Guest post originally published on Particule’s blog by Kevin Lefevre, CTO & Co-founder at Particule
Introduction
In this article we are going to see the limitation of a Prometheus only monitoring stack and why moving to a Thanos based stack can improve metrics retention and also reduce overall infrastructure cost.
Content used for this demo is available here and there and are submit to their respective licenses.
Kubernetes Prometheus Stack
When deploying Kubernetes infrastructure for our customer, it is standard to deploy a monitoring stack on each cluster. This stack is often comprise of several components:
- Prometheus: collect metrics
- AlertManager: send alerts to various provider based on metrics query
- Grafana: fancy dashboards
The simplify architecture is the following:
Caveats
This architecture has some caveats and does not scale out well when increasing the number of cluster from which you want to get metrics.
Multiple Grafana
In this setup each cluster has its own Grafana with its own set of dashboards which can be a pain to maintain.
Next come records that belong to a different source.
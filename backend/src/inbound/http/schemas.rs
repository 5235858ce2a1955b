//! OpenAPI schema wrappers for domain types.
//!
//! The domain stays free of utoipa derives; these mirrors exist only so the
//! generated document can describe error payloads.

use serde::Serialize;
use serde_json::Value;
use utoipa::ToSchema;

/// Stable error code identifiers, mirroring `domain::ErrorCode`.
#[derive(Debug, Clone, Copy, Serialize, ToSchema)]
#[serde(rename_all = "snake_case")]
pub enum ErrorCodeSchema {
    /// The request is malformed or fails validation.
    InvalidRequest,
    /// The requested resource does not exist.
    NotFound,
    /// The request conflicts with existing state.
    Conflict,
    /// A required backing service is unavailable.
    ServiceUnavailable,
    /// An unexpected internal error.
    InternalError,
}

/// Error payload shape, mirroring `domain::Error`.
#[derive(Debug, Clone, Serialize, ToSchema)]
#[serde(rename_all = "camelCase")]
pub struct ErrorSchema {
    /// Stable machine-readable error code.
    #[schema(example = "invalid_request")]
    pub code: ErrorCodeSchema,
    /// Human-readable message.
    #[schema(example = "id must be a valid UUID")]
    pub message: String,
    /// Supplementary structured details.
    #[serde(skip_serializing_if = "Option::is_none")]
    pub details: Option<Value>,
    /// Request trace identifier for log correlation.
    #[serde(skip_serializing_if = "Option::is_none")]
    pub trace_id: Option<String>,
}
Storing metrics is expensive
Prometheus stores metrics on disk, you have to make a choice between storage space and metric retention time. If you want to store data for a long time and running on a Cloud Provider, block storage can be expensive if you store terabyte of data on it. Also in production environnement Prometheus is often run either with replication or sharding or both, this can double or even quadruple your storage needs.
Solutions
Multiple Grafana Datasource
It is possible to expose Prometheus endpoints on the external network and to add them as Datasource in a single Grafana. You just need to implements security on the Prometheus external endpoints with mutual TLS or TLS and basic auth for example. The drawback of this solution is that you cannot make calculation based on different data sources.
Prometheus Federation
Prometheus federation allow scraping Prometheuses from Prometheus, this solution works well when you are not scraping a lot of metrics. At scale, if the scrape duration of all your Prometheus targets takes longer than the scrape interval, you might encounter some severe issues.
Prometheus remote write
While remote writing is a solution (and is also implemented by Thanos receiver), we will not discuss the “pushing metrics” part in this article. You can read about the pros and cons of pushing metrics here. It is recommended to push metrics as a last resort or when not trusting multiple cluster or tenant (for example when building a Prometheus as a service offering). Anyway this might be a topic for a further article but we will focus on the scrapping here.
Enter Thanos
Thanos is an “Open source, highly available Prometheus setup with long term storage capabilities“. Thanos is used by a lot of well known companies. It is also a part of the CNCF incubating projects.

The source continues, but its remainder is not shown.